I agree that the physical tasks seemed oddly unchallenging this season. But I also suspect that the Amazing Producers, saddled with a particularly dumb group of teams, throttled back on the intellectual challenges, too.
The first team was eliminated through an inability to follow a map in England – God forbid that they should stop and ask directions. Then no team other than the Princeton Glee boys were able to find the billboard-sized key in the challenge in Africa that led to the oddly fulfilling sight of teams circling children with chalk. This combined with the fact that an oddly large number of times teams forgot to read the clue and multiple teams that could not drive a stick, suggests a huge lack of preparation by the teams that made it onto the show.
There were no intellectual challenges that remotely approached the Franz challenge that eliminated the Globetrotters or the gold calculation challenge to name but two. The Tae Kwan Do challenge this past week might have been a far more difficult needle-in-the-haystack type affair, but the producers seem to have provided stacks of headbands at the start. Additionally, by increasing the number of soldiers in the formation with the correct headband the task is made easier. Only Brooke and Claire appeared to have to select multiple headbands.
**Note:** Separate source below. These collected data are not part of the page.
//! refbase - Reference manager single-instance coordination
//!
//! The remote subsystem of a desktop reference manager: when the application
//! is launched while another instance is already running, the new process
//! detects the running instance over a loopback TCP port, forwards its
//! command-line arguments (files to open) to it, asks it to raise its window,
//! and exits instead of opening a second conflicting window.
//!
//! # Architecture
//!
//! The library is organized into several modules:
//!
//! - [`config`] - Configuration for the remote port and timeouts
//! - [`remote`] - Wire protocol, client, listener, and instance coordinator
//! - [`error`] - Unified error type
//!
//! # Example
//!
//! ```no_run
//! use refbase::config::RemoteConfig;
//! use refbase::remote::{InstanceCoordinator, RemoteEvent, Role};
//! use tokio::sync::mpsc;
//!
//! #[tokio::main]
//! async fn main() -> anyhow::Result<()> {
//!     let config = RemoteConfig::from_env()?;
//!     let (events, mut gui) = mpsc::unbounded_channel::<RemoteEvent>();
//!
//!     let coordinator = InstanceCoordinator::new(config, events);
//!     match coordinator.on_startup(&["paper1.bib".to_string()]).await? {
//!         Role::Secondary => return Ok(()), // forwarded to the running instance
//!         Role::Primary(_) | Role::Standalone => {
//!             // run the application; `gui` receives OpenFiles/FocusMainWindow
//!         }
//!     }
//!     Ok(())
//! }
//! ```

pub mod config;
pub mod error;
pub mod remote;

/// Re-export commonly used types
pub mod prelude {
    pub use crate::config::RemoteConfig;
    pub use crate::error::{Error, Result};
    pub use crate::remote::{
        Envelope, InstanceCoordinator, ListenerHandle, RemoteClient, RemoteCommandHandler,
        RemoteEvent, RemoteListener, Role,
    };
}

// Direct re-export for convenience
pub use remote::Role;
use chrono::{DateTime, Utc};
use serde::{Deserialize, Serialize};

/// Per-worker interaction metrics, owned by the registry. Updated after
/// every worker invocation and every handoff; reset only by an explicit
/// administrative reset.
#[derive(Debug, Clone, Default, Serialize, Deserialize)]
pub struct WorkerMetrics {
    pub total_interactions: u64,
    pub successful_interactions: u64,
    pub error_count: u64,
    pub handoff_count: u64,
    pub average_response_time_ms: f64,
    /// Running mean over 0–100 confidence scores. Interactions that report
    /// no confidence do not move this average; `confidence_samples` is its
    /// denominator, deliberately separate from `total_interactions`.
    pub average_confidence: f64,
    pub confidence_samples: u64,
    #[serde(skip_serializing_if = "Option::is_none")]
    pub last_used: Option<DateTime<Utc>>,
}

impl WorkerMetrics {
    pub fn record_interaction(
        &mut self,
        success: bool,
        response_time_ms: u64,
        confidence: Option<f64>,
    ) {
        let old_count = self.total_interactions;
        self.total_interactions += 1;
        if success {
            self.successful_interactions += 1;
        } else {
            self.error_count += 1;
        }

        self.average_response_time_ms = (self.average_response_time_ms * old_count as f64
            + response_time_ms as f64)
            / self.total_interactions as f64;

        if let Some(confidence) = confidence {
            let old_samples = self.confidence_samples;
            self.confidence_samples += 1;
            self.average_confidence = (self.average_confidence * old_samples as f64 + confidence)
                / self.confidence_samples as f64;
        }

        self.last_used = Some(Utc::now());
    }

    pub fn record_handoff(&mut self) {
        self.handoff_count += 1;
    }

    /// `(total - errors) / total * 100`; 100 when there are no samples.
    pub fn success_rate(&self) -> f64 {
        if self.total_interactions == 0 {
            100.0
        } else {
            (self.total_interactions - self.error_count) as f64
                / self.total_interactions as f64
                * 100.0
        }
    }
}

#[cfg(test)]
mod tests {
    use super::*;

    #[test]
    fn success_rate_matches_formula() {
        let mut m = WorkerMetrics::default();
        assert_eq!(m.success_rate(), 100.0);

        for _ in 0..8 {
            m.record_interaction(true, 100, None);
        }
        for _ in 0..2 {
            m.record_interaction(false, 100, None);
        }

        assert_eq!(m.total_interactions, 10);
        assert_eq!(m.error_count, 2);
        assert_eq!(m.success_rate(), 80.0);
    }

    #[test]
    fn response_time_is_a_running_mean() {
        let mut m = WorkerMetrics::default();
        m.record_interaction(true, 100, None);
        m.record_interaction(true, 300, None);
        assert_eq!(m.average_response_time_ms, 200.0);

        m.record_interaction(false, 200, None);
        assert_eq!(m.average_response_time_ms, 200.0);
    }

    #[test]
    fn missing_confidence_does_not_skew_the_average() {
        let mut m = WorkerMetrics::default();
        m.record_interaction(true, 100, Some(80.0));
        m.record_interaction(true, 100, None);
        m.record_interaction(true, 100, Some(60.0));

        assert_eq!(m.confidence_samples, 2);
        assert_eq!(m.average_confidence, 70.0);
        assert_eq!(m.total_interactions, 3);
    }

    #[test]
    fn handoffs_count_separately_from_interactions() {
        let mut m = WorkerMetrics::default();
        m.record_handoff();
        m.record_handoff();
        assert_eq!(m.handoff_count, 2);
        assert_eq!(m.total_interactions, 0);
    }
}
I don’t know whether dumbing down the intellectual challenges works to the benefit of all-male or all-female teams. I suspect it only helps the nitwits. And sadly, having more stupid teams unfortunately makes the show less interesting to me and that’s sad.
Huge lack of preparation indeed. Has there ever been a Race, any season any country any production line, that did not require the teams even once to drive a manual-transmission car? That’s on the TAR list of required skills. Along with map-reading, getting clear directions regardless of language barriers, and eating well during every Pit Stop so you don’t starve when the camera crew insists on an hour-long lunch during a hotly contested leg with no bunching points.
The TKD challenge was very hard, IMO. When they explained the challenge, they first showed two soldiers with incorrect matches. I had to pause the DVR, go in slow motion, back up again, and look for like a solid minute before I could see what was different about the soldier’s headband and the player’s. For both of the soldiers. The symbols were so similar I decided (having not watched the challenge play out yet) that I’d end up just offering it to every soldier in order. When the challenge started and a wrong guess meant the soldier kept your headband and you had to run up to get another, I figured that I personally would never solve it in a million years.
But yes, I do agree that the intellectual challenges are watered down as well. Just because I am terrible at symbol matching doesn’t mean that symbol matching is particularly difficult. That gold currency exchange required far more intelligence, IMO, even with a calculator.
Maybe the producers think women are as stupid as they think they are weak?
EDIT: Thanks everyone for the details on the strength test thing with the poker players.